Nip
Nip is an ethnic slur against people of Japanese descent and origin.[1][2] The word Nip is an abbreviation from Nippon (日本), the Japanese name for Japan.[2][3]
History
The earliest recorded occurrence of the slur seems to be in the Time magazine of 5 January 1942 where "three Nip pilots" was mentioned.[3][4] The American, British, and Australian entry of the Pacific Ocean theatre of World War II heightened the use of racial slurs against the Japanese, such as Jap and Nip.[3] The word Nip became a frequently-used slang word amongst the British Armed Forces.[3] The 1942 Royal Air Force journal made numerous references to the Japanese as Nips, even making puns such as "there's a nip in the air"[3] This phrase was later re-used for Hirohito's visit to the UK in 1971 by the satirical magazine Private Eye.[5]
As part of American wartime propaganda, caricatures and slurs (including Nip) against the Japanese diffused into entertainment,[6][7] such as exemplified by the Warner Bros. cartoon Bugs Bunny Nips the Nips (1944).[7] In General Kenney Reports: A Personal History of the Pacific War (1949), George Kenney made racial statements about the Japanese, remarking for example that "Nips are just vermin to be exterminated".[8]
In a manner to evoke further anti-Japanese agitation, a Seattle Star editorial titled "It's Time to do Some Thinking On Nips' Return" from December 14, 1944, discussed the citizenship rights of Japanese-Americans and framed their return to American society as a problem.[9]
On 16 November 2018, the abbreviation for the Conference on Neural Information Processing Systems was changed from NIPS to NeurIPS in large part due to its connotation with the slur.[10]
References
- "Definition of Nip in English". Oxford Dictionaries. Oxford University Press. Retrieved 29 August 2013.
- Savill, Richard (4 October 2006). "Vicar says sorry for 'nip in the air' Japanese joke". The Telegraph.
- Hughes, Geoffrey (2006). An Encyclopedia of Swearing. New York: M.E. Sharpe. p. 261-261. ISBN 978-0-7656-1231-1.
- Glusman, John A. (2005). Conduct Under Fire: Four American Doctors and Their Fight for Life as Prisoners of the Japanese, 1941-1945. Viking. p. 167. ISBN 0142002224.
- "Hirohito". The New Yorker. Vol. 69 no. 11–15. New Yorker Magazine, Inc. May 1993. p. 52.
- Casey, Steven (2001). Cautious Crusade: Franklin D. Roosevelt, American Public opinion, and the War Against Nazi Germany. Oxford: Oxford University Press. p. 67. ISBN 0-19-513960-7.
- Bennett, M. Todd (2012). One World, Big Screen: Hollywood, the Allies, and World War II. University of North Carolina Press. p. 102. ISBN 978-0-8078-3574-6.
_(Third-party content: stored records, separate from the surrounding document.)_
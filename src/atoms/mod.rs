// ── Edge Atoms Layer ───────────────────────────────────────────────────────
// Pure constants, data types, error types and collaborator traits.
// Dependency rule: atoms may only depend on std and external pure crates.
// Nothing here may import from engine/.

pub mod constants;
pub mod error;
pub mod traits;
pub mod types;
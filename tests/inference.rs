use crate::support::{harness, harness_with};
use async_trait::async_trait;
use openpawz_edge::*;
use serde_json::{json, Value};
use std::sync::atomic::Ordering;
use std::sync::Arc;
use std::time::Duration;

enum Behaviour {
    Answer(f64),
    Nothing,
    Panic,
    Hang,
}

struct StubModel {
    id: &'static str,
    task: &'static str,
    behaviour: Behaviour,
}

#[async_trait]
impl LocalModel for StubModel {
    fn id(&self) -> &str {
        self.id
    }

    fn task_type(&self) -> &str {
        self.task
    }

    async fn predict(&self, _input: &Value) -> EdgeResult<Option<LocalPrediction>> {
        match self.behaviour {
            Behaviour::Answer(confidence) => Ok(Some(LocalPrediction {
                output: json!({ "intent": "local" }),
                confidence,
            })),
            Behaviour::Nothing => Ok(None),
            Behaviour::Panic => panic!("model runtime crashed"),
            Behaviour::Hang => {
                tokio::time::sleep(Duration::from_secs(30)).await;
                Ok(None)
            }
        }
    }
}

fn model(task: &'static str, behaviour: Behaviour) -> Arc<dyn LocalModel> {
    Arc::new(StubModel { id: "stub-model", task, behaviour })
}

fn well_formed(result: &InferenceResult) {
    assert!((0.0..=1.0).contains(&result.confidence));
    assert!(result.inference_time_ms >= 0.0);
}

#[tokio::test]
async fn offline_intent_falls_back_to_keywords() {
    let h = harness(false);
    let result = h
        .engine
        .inference()
        .infer("intent", &json!({"text": "I want to buy this now"}), true)
        .await;
    assert_eq!(result.source, InferenceSource::Heuristic);
    assert_eq!(result.output["intent"], "purchase");
    assert!(result.confidence >= 0.8);
    well_formed(&result);
    assert_eq!(h.backend.infer_calls.load(Ordering::SeqCst), 0);
}

#[tokio::test]
async fn local_model_answers_first_with_clamped_confidence() {
    let h = harness(true);
    h.engine.inference().register_local(model("intent", Behaviour::Answer(1.7)));
    let result = h.engine.inference().infer("intent", &json!("hi"), true).await;
    assert_eq!(result.source, InferenceSource::Local);
    assert_eq!(result.model_id.as_deref(), Some("stub-model"));
    assert_eq!(result.confidence, 1.0);
    assert_eq!(h.backend.infer_calls.load(Ordering::SeqCst), 0);
}

#[tokio::test]
async fn failing_local_tiers_fall_through() {
    let mut config = EdgeConfig::default();
    config.inference.local_timeout_ms = 50;
    let h = harness_with(false, config, Arc::new(EdgeStore::open_in_memory().unwrap()));
    let router = h.engine.inference();

    for behaviour in [Behaviour::Nothing, Behaviour::Panic, Behaviour::Hang] {
        router.register_local(model("sentiment", behaviour));
        let result = router.infer("sentiment", &json!({"text": "great stuff"}), true).await;
        assert_eq!(result.source, InferenceSource::Heuristic);
        assert_eq!(result.output["sentiment"], "positive");
        well_formed(&result);
    }
}

#[tokio::test]
async fn remote_used_when_online_and_allowed() {
    let h = harness(true);
    let router = h.engine.inference();

    let result = router.infer("recommendation", &json!({}), true).await;
    assert_eq!(result.source, InferenceSource::Remote);
    assert_eq!(result.output["remote"], "recommendation");
    assert_eq!(result.confidence, 0.95);

    let result = router.infer("recommendation", &json!({}), false).await;
    assert_eq!(result.source, InferenceSource::Heuristic);
    assert_eq!(h.backend.infer_calls.load(Ordering::SeqCst), 1);

    h.backend.fail_infer.store(true, Ordering::SeqCst);
    let result = router.infer("intent", &json!({"text": "please help"}), true).await;
    assert_eq!(result.source, InferenceSource::Heuristic);
    assert_eq!(result.output["intent"], "support");
}

#[tokio::test]
async fn catalog_can_pin_a_task_to_heuristics() {
    let h = harness(true);
    h.backend.models.lock().push(EdgeModel {
        id: "intent-lite".into(),
        capability: "intent".into(),
        version: "2.1.0".into(),
        performance: ModelPerformance::default(),
        deployment: ModelDeployment {
            format: "onnx".into(),
            url: None,
            fallback_strategy: FallbackStrategy::Heuristic,
        },
    });
    h.engine.initialize().await;
    assert_eq!(h.engine.status().registered_models, 1);

    let result = h.engine.inference().infer("intent", &json!("buy"), true).await;
    assert_eq!(result.source, InferenceSource::Heuristic);
    assert_eq!(h.backend.infer_calls.load(Ordering::SeqCst), 0);
}

#[tokio::test]
async fn oversized_local_model_is_skipped() {
    let h = harness(false);
    h.engine.inference().catalog().replace(vec![EdgeModel {
        id: "stub-model".into(),
        capability: "intent".into(),
        version: "1.0.0".into(),
        performance: ModelPerformance { latency_ms: 5.0, accuracy: 0.9, memory_mb: 64 * 1024 },
        deployment: ModelDeployment::default(),
    }]);
    let mut caps = DeviceCapabilities::default();
    caps.compute.memory_bytes = 512 * 1024 * 1024;
    h.engine.inference().set_capabilities(caps);
    h.engine.inference().register_local(model("intent", Behaviour::Answer(0.9)));

    let result = h.engine.inference().infer("intent", &json!("buy it"), true).await;
    assert_eq!(result.source, InferenceSource::Heuristic);
}

#[tokio::test]
async fn unknown_task_still_answers() {
    let h = harness(false);
    let result = h.engine.inference().infer("translation", &json!({"text": "hola"}), true).await;
    assert_eq!(result.source, InferenceSource::Heuristic);
    assert!(result.output["prediction"].is_null());
    well_formed(&result);
}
- Meilinge, Phillip S. (2001). Airmen and Air Theory: A Review of the Sources. Maxwell Air Force Base: Air University Press. p. 38. ISBN 1-58566-101-5.
- Speidel, Jennifer (2005). "After Internment: Seattle's Debate Over Japanese Americans' Right to Return Home". Seattle Civil Rights and Labor History Project. Civil Rights and Labor History Consortium, University of Washington.
- Brown, Jennings (19 November 2018). "'NIPS' AI Conference Changes Name Following Protests Over Gross Acronym". Gizmodo.